Mereka juga membahas ketegangan internal dalam komunitas evangelis. “Ada pendeta progresif lainnya yang dijauhi dan dianiaya oleh gereja -gereja mereka karena mereka menyatakan bahwa mereka tidak akan memilih Bolsonaro atau menyatakan dukungan untuk Lula,” kata Costa, merujuk pada Presiden Brasil Luiz Inácio Lula da Silva. “Jadi itu adalah penganiayaan agama, dan itulah alasan mengapa pemisahan gereja dan negara ditemukan – untuk melindungi orang -orang Kristen dari penganiayaan agama. Orang -orang Kristenlah yang menciptakannya, dan kami melihatnya bermain di Brasil.”

Presiden Brasil Luiz Inácio Lula da Silva, tengah, dalam film dokumenter “Apocalypse in the Tropics”. (Foto milik Netflix)

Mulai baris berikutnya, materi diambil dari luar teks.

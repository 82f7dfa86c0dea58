//! Config struct definition and default implementation.

use super::types::*;
use crate::locks::LockCategory;
use serde::{Deserialize, Serialize};

/// Configuration for corral.
///
/// This struct represents the contents of `<state dir>/config.yaml`.
/// Unknown fields in the YAML are ignored for forward compatibility.
#[derive(Debug, Clone, Serialize, Deserialize)]
#[serde(default)]
pub struct Config {
    // =========================================================================
    // Lock settings
    // =========================================================================
    /// How long blocking acquisitions wait, in milliseconds.
    /// Positive waits that long, `0` waits forever, negative never waits.
    #[serde(default = "default_lock_timeout_ms")]
    pub lock_timeout_ms: i64,

    /// Contention category selecting the backoff policy.
    #[serde(default)]
    pub lock_category: LockCategory,

    /// Override of the category's initial backoff delay.
    #[serde(default, skip_serializing_if = "Option::is_none")]
    pub backoff_initial_ms: Option<u64>,

    /// Override of the category's backoff cap.
    #[serde(default, skip_serializing_if = "Option::is_none")]
    pub backoff_max_ms: Option<u64>,

    // =========================================================================
    // Write settings
    // =========================================================================
    /// Whether atomic writes fsync before renaming.
    #[serde(default = "default_true")]
    pub durable_writes: bool,

    // =========================================================================
    // Name pool settings
    // =========================================================================
    /// Prefix of overflow names once the base list is exhausted.
    #[serde(default = "default_name_theme")]
    pub name_theme: String,

    /// Ordered base names.
    #[serde(default = "default_name_pool")]
    pub name_pool: Vec<String>,
}

impl Default for Config {
    fn default() -> Self {
        Self {
            lock_timeout_ms: default_lock_timeout_ms(),
            lock_category: LockCategory::default(),
            backoff_initial_ms: None,
            backoff_max_ms: None,
            durable_writes: default_true(),
            name_theme: default_name_theme(),
            name_pool: default_name_pool(),
        }
    }
}
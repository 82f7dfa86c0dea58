//! Config loading, validation, and conversion to runtime options.

use super::model::Config;
use crate::error::{CorralError, Result};
use crate::fs::WriteOptions;
use crate::locks::{BackoffPolicy, LockOptions, LockTimeout};
use std::collections::HashSet;
use std::io;
use std::path::Path;
use std::time::Duration;

impl Config {
    /// Load config from a YAML file.
    ///
    /// Unknown fields in the YAML are silently ignored for forward compatibility.
    pub fn load<P: AsRef<Path>>(path: P) -> Result<Self> {
        let path = path.as_ref();

        let content = std::fs::read_to_string(path)
            .map_err(|e| CorralError::io_at("read config file", path, e))?;

        Self::from_yaml(&content)
    }

    /// Load config from a YAML file, using defaults when it does not exist.
    pub fn load_or_default<P: AsRef<Path>>(path: P) -> Result<Self> {
        match Self::load(path.as_ref()) {
            Err(CorralError::Io { source, .. }) if source.kind() == io::ErrorKind::NotFound => {
                tracing::debug!(path = %path.as_ref().display(), "no config file, using defaults");
                Ok(Self::default())
            }
            other => other,
        }
    }

    /// Parse config from a YAML string.
    pub fn from_yaml(yaml: &str) -> Result<Self> {
        if yaml.trim().is_empty() {
            return Ok(Self::default());
        }

        let config: Config = serde_yaml::from_str(yaml)
            .map_err(|e| CorralError::Config(format!("failed to parse config YAML: {}", e)))?;

        config.validate()?;
        Ok(config)
    }

    /// Serialize config to YAML string.
    pub fn to_yaml(&self) -> Result<String> {
        serde_yaml::to_string(self)
            .map_err(|e| CorralError::Serialization(format!("failed to serialize config: {}", e)))
    }

    /// Validate config values.
    ///
    /// Validation rules:
    /// - backoff delays must be positive, and the cap at least the initial delay
    /// - `name_theme` must be non-empty
    /// - `name_pool` entries must be non-empty and unique
    pub fn validate(&self) -> Result<()> {
        let backoff = self.backoff();
        if backoff.initial.is_zero() {
            return Err(CorralError::Config(
                "backoff_initial_ms must be greater than 0".to_string(),
            ));
        }
        if backoff.max < backoff.initial {
            return Err(CorralError::Config(format!(
                "backoff_max_ms ({}) must not be less than backoff_initial_ms ({})",
                backoff.max.as_millis(),
                backoff.initial.as_millis()
            )));
        }

        if self.name_theme.trim().is_empty() {
            return Err(CorralError::Config(
                "name_theme must not be empty".to_string(),
            ));
        }

        let mut seen = HashSet::new();
        for name in &self.name_pool {
            if name.trim().is_empty() {
                return Err(CorralError::Config(
                    "name_pool entries must be non-empty".to_string(),
                ));
            }
            if !seen.insert(name) {
                return Err(CorralError::Config(format!(
                    "name_pool contains '{}' more than once",
                    name
                )));
            }
        }

        Ok(())
    }

    /// Backoff policy of the configured category with overrides applied.
    pub fn backoff(&self) -> BackoffPolicy {
        let base = self.lock_category.backoff();
        BackoffPolicy::new(
            self.backoff_initial_ms
                .map(Duration::from_millis)
                .unwrap_or(base.initial),
            self.backoff_max_ms
                .map(Duration::from_millis)
                .unwrap_or(base.max),
        )
    }

    pub fn lock_options(&self) -> LockOptions {
        LockOptions {
            timeout: LockTimeout::from_millis(self.lock_timeout_ms),
            backoff: self.backoff(),
        }
    }

    pub fn write_options(&self) -> WriteOptions {
        WriteOptions {
            durable: self.durable_writes,
        }
    }
}
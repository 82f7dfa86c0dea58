//! State directory resolution for corral.
//!
//! Every command works against one state directory holding the config file,
//! the registry files, and the `.locks/` directory next to them. This module
//! resolves that directory and derives the paths inside it, and opens the
//! registries with options taken from the config.

use crate::config::Config;
use crate::error::{CorralError, Result};
use crate::locks::LOCKS_DIR_NAME;
use crate::state::{ConnectionRegistry, NamePool};
use std::env;
use std::path::{Path, PathBuf};

/// Default state directory, relative to the working directory.
pub const DEFAULT_STATE_DIR: &str = ".corral";

/// Environment variable overriding the state directory.
pub const STATE_DIR_ENV: &str = "CORRAL_STATE_DIR";

pub const CONFIG_FILE: &str = "config.yaml";
pub const CONNECTIONS_FILE: &str = "connections.json";
pub const NAMES_FILE: &str = "names.json";

/// Resolved paths for one state directory. All paths are absolute.
#[derive(Debug, Clone)]
pub struct StateContext {
    pub state_dir: PathBuf,
}

impl StateContext {
    /// Resolve the state directory from an explicit path, or the default.
    ///
    /// Relative paths are taken against the current working directory.
    /// The directory is not created here.
    pub fn resolve(state_dir: Option<&Path>) -> Result<Self> {
        let cwd = env::current_dir().map_err(|e| {
            CorralError::UserError(format!("failed to get current working directory: {}", e))
        })?;

        Ok(Self::resolve_from(&cwd, state_dir))
    }

    /// Resolve against a known working directory.
    pub fn resolve_from<P: AsRef<Path>>(cwd: P, state_dir: Option<&Path>) -> Self {
        let dir = state_dir.unwrap_or_else(|| Path::new(DEFAULT_STATE_DIR));
        let state_dir = if dir.is_absolute() {
            dir.to_path_buf()
        } else {
            cwd.as_ref().join(dir)
        };
        Self { state_dir }
    }

    pub fn config_path(&self) -> PathBuf {
        self.state_dir.join(CONFIG_FILE)
    }

    pub fn connections_path(&self) -> PathBuf {
        self.state_dir.join(CONNECTIONS_FILE)
    }

    pub fn names_path(&self) -> PathBuf {
        self.state_dir.join(NAMES_FILE)
    }

    /// Directory holding the lock files of the registries in this state dir.
    pub fn locks_dir(&self) -> PathBuf {
        self.state_dir.join(LOCKS_DIR_NAME)
    }

    /// Load `config.yaml`, falling back to defaults when it is absent.
    pub fn load_config(&self) -> Result<Config> {
        Config::load_or_default(self.config_path())
    }

    pub fn connections(&self, config: &Config) -> Result<ConnectionRegistry> {
        ConnectionRegistry::open(
            self.connections_path(),
            config.lock_options(),
            config.write_options(),
        )
    }

    pub fn names(&self, config: &Config) -> Result<NamePool> {
        NamePool::open(
            self.names_path(),
            config.name_theme.clone(),
            config.name_pool.clone(),
            config.lock_options(),
            config.write_options(),
        )
    }
}

#[cfg(test)]
mod tests {
    use super::*;
    use crate::locks::lock_path_for;
    use tempfile::TempDir;

    #[test]
    fn default_state_dir_is_under_cwd() {
        let ctx = StateContext::resolve_from("/work", None);
        assert_eq!(ctx.state_dir, PathBuf::from("/work/.corral"));
        assert_eq!(ctx.config_path(), PathBuf::from("/work/.corral/config.yaml"));
        assert_eq!(ctx.locks_dir(), PathBuf::from("/work/.corral/.locks"));
    }

    #[test]
    fn relative_and_absolute_overrides() {
        let rel = StateContext::resolve_from("/work", Some(Path::new("state")));
        assert_eq!(rel.state_dir, PathBuf::from("/work/state"));

        let abs = StateContext::resolve_from("/work", Some(Path::new("/var/corral")));
        assert_eq!(abs.state_dir, PathBuf::from("/var/corral"));
    }

    #[test]
    fn registry_locks_live_in_locks_dir() {
        let ctx = StateContext::resolve_from("/work", None);
        let lock = lock_path_for(ctx.connections_path()).unwrap();
        assert_eq!(lock.parent(), Some(ctx.locks_dir().as_path()));
    }

    #[test]
    fn registries_open_with_config_options() {
        let dir = TempDir::new().unwrap();
        let ctx = StateContext::resolve_from(dir.path(), None);
        std::fs::create_dir_all(&ctx.state_dir).unwrap();
        std::fs::write(ctx.config_path(), "name_pool: [solo]\nname_theme: spare\n").unwrap();

        let config = ctx.load_config().unwrap();
        let names = ctx.names(&config).unwrap();
        assert_eq!(names.allocate("a").unwrap(), "solo");
        assert_eq!(names.allocate("b").unwrap(), "spare-1");

        let connections = ctx.connections(&config).unwrap();
        assert!(connections.list().is_empty());
    }
}
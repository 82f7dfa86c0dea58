//! Lock type definitions and information structures.

use super::backoff::BackoffPolicy;
use super::metadata::LockMetadata;
use chrono::{DateTime, Utc};
use serde::{Deserialize, Serialize};
use std::path::PathBuf;
use std::time::Duration;

/// Mode of an advisory lock.
#[derive(Debug, Clone, Copy, PartialEq, Eq, Hash, Serialize, Deserialize)]
#[serde(rename_all = "snake_case")]
pub enum LockMode {
    /// Single holder; excludes every other holder.
    Exclusive,
    /// Any number of shared holders; excludes exclusive holders.
    Shared,
}

impl LockMode {
    pub fn as_str(&self) -> &'static str {
        match self {
            LockMode::Exclusive => "exclusive",
            LockMode::Shared => "shared",
        }
    }
}

impl std::fmt::Display for LockMode {
    fn fmt(&self, f: &mut std::fmt::Formatter<'_>) -> std::fmt::Result {
        f.write_str(self.as_str())
    }
}

/// How long a blocking acquisition may wait.
#[derive(Debug, Clone, Copy, PartialEq, Eq)]
pub enum LockTimeout {
    /// Fail on the first contended attempt; no retry loop.
    NoWait,
    /// Retry with backoff until the duration has elapsed.
    After(Duration),
    /// Retry with backoff indefinitely.
    Forever,
}

impl LockTimeout {
    /// Interpret a signed millisecond value: positive waits that long,
    /// zero waits forever, negative never waits.
    pub fn from_millis(ms: i64) -> Self {
        match ms {
            ms if ms > 0 => LockTimeout::After(Duration::from_millis(ms as u64)),
            0 => LockTimeout::Forever,
            _ => LockTimeout::NoWait,
        }
    }
}

/// Category of contention a lock is expected to see.
///
/// Each category has its own bounded backoff policy.
#[derive(Debug, Clone, Copy, PartialEq, Eq, Default, Serialize, Deserialize)]
#[serde(rename_all = "snake_case")]
pub enum LockCategory {
    /// Files on a local disk; short backoff cap.
    #[default]
    Local,
    /// Files on a network-backed share; long backoff cap.
    Network,
}

impl LockCategory {
    pub fn backoff(self) -> BackoffPolicy {
        match self {
            LockCategory::Local => BackoffPolicy::LOCAL,
            LockCategory::Network => BackoffPolicy::NETWORK,
        }
    }
}

/// Default wait for blocking acquisitions.
pub const DEFAULT_TIMEOUT: Duration = Duration::from_secs(30);

/// Options for acquiring a [`FileLock`](super::FileLock).
#[derive(Debug, Clone, Copy, PartialEq, Eq)]
pub struct LockOptions {
    pub timeout: LockTimeout,
    pub backoff: BackoffPolicy,
}

impl Default for LockOptions {
    fn default() -> Self {
        Self {
            timeout: LockTimeout::After(DEFAULT_TIMEOUT),
            backoff: BackoffPolicy::LOCAL,
        }
    }
}

impl LockOptions {
    /// Default timeout with the backoff policy of `category`.
    pub fn for_category(category: LockCategory) -> Self {
        Self {
            backoff: category.backoff(),
            ..Self::default()
        }
    }

    pub fn with_timeout(mut self, timeout: LockTimeout) -> Self {
        self.timeout = timeout;
        self
    }

    pub fn with_backoff(mut self, backoff: BackoffPolicy) -> Self {
        self.backoff = backoff;
        self
    }
}

/// Description of a lock currently held by a [`FileLock`](super::FileLock).
#[derive(Debug, Clone, PartialEq, Eq)]
pub struct LockHandle {
    /// The protected resource path as given by the caller.
    pub resource: PathBuf,
    /// The lock file derived from the resource path.
    pub lock_path: PathBuf,
    pub mode: LockMode,
    pub acquired_at: DateTime<Utc>,
}

/// Information about a lock file found on disk.
#[derive(Debug, Clone)]
pub struct LockInfo {
    /// The lock file path.
    pub path: PathBuf,

    /// The lock name (the protected resource's file name).
    pub name: String,

    /// Diagnostic metadata written by the last exclusive holder, if readable.
    pub metadata: Option<LockMetadata>,

    /// Whether a live process held the lock when probed.
    pub held: bool,
}

impl std::fmt::Display for LockInfo {
    fn fmt(&self, f: &mut std::fmt::Formatter<'_>) -> std::fmt::Result {
        write!(f, "{} ({}", self.name, if self.held { "held" } else { "STALE" })?;
        if let Some(meta) = &self.metadata {
            write!(
                f,
                ", last holder: pid {} {}, {} ago",
                meta.pid,
                meta.owner,
                meta.age_string()
            )?;
        }
        write!(f, ")")
    }
}
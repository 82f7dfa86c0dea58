//! Locking subsystem for corral.
//!
//! Provides cross-process mutual exclusion over shared state files using OS
//! advisory locks only.
//!
//! # Lock Files
//!
//! A resource at `P` is guarded by the lock file `<dir(P)>/.locks/<base(P)>.lock`.
//! The lock lives in the OS (`flock` / `LockFileEx`) on an open descriptor of
//! that file, not in the file's existence. When a holder dies the kernel
//! drops its lock and the next acquisition attempt succeeds; the orphaned file
//! is later removed by [`clean_stale_locks`].
//!
//! # Lock Metadata
//!
//! Exclusive holders write JSON metadata (`owner`, `pid`, `mode`,
//! `acquired_at`) into the lock file for inspection. It is never parsed for
//! correctness.
//!
//! # Acquisition
//!
//! Blocking acquisitions retry with bounded exponential backoff
//! ([`BackoffPolicy`]) until [`LockTimeout`] expires. There is no fairness
//! among waiters.
//!
//! # Scoped Use
//!
//! Most callers should use [`with_read_lock`] / [`with_write_lock`], which
//! release the lock on every exit path including panics.

mod backoff;
mod file_lock;
mod guard;
mod metadata;
mod path;
mod reclaim;
mod scoped;
mod sys;
mod types;


// Re-export public API
pub use backoff::{Backoff, BackoffPolicy};
pub use file_lock::FileLock;
pub use guard::LockGuard;
pub use metadata::LockMetadata;
pub use path::{LOCK_EXTENSION, LOCKS_DIR_NAME, lock_path_for, locks_dir_for};
pub use reclaim::{clean_stale_locks, list_locks};
pub use scoped::{with_read_lock, with_read_lock_opts, with_write_lock, with_write_lock_opts};
pub use types::{
    DEFAULT_TIMEOUT, LockCategory, LockHandle, LockInfo, LockMode, LockOptions, LockTimeout,
};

Untuk Costa, dinamika ini adalah jantung dari pesan film. “Penghancuran demokrasi inilah, dan itulah filmnya,” katanya.
Sepanjang film dokumenter, tema kiamat berfungsi sebagai utas naratif di mana film ini meneliti bagaimana interpretasi literalis dari kitab Wahyu, dengan pertempuran utamanya antara yang baik dan yang jahat, telah membentuk imajinasi politik dan diserap ke dalam ideologi politik dunia nyata.
“Sangat sulit untuk melebih -lebihkan pentingnya kitab Wahyu dan simbol -simbol dalam politik kita saat ini,” kata Orofino kepada RNS. “Tidak hanya sebagai buku seminal untuk teologi Dominion, tetapi juga sebagai kekuatan … yang kemudian memiliki pengaruh yang sangat konkret terhadap peristiwa geopolitik di seluruh dunia. Jadi, itu benar -benar menerangi bagi kita.”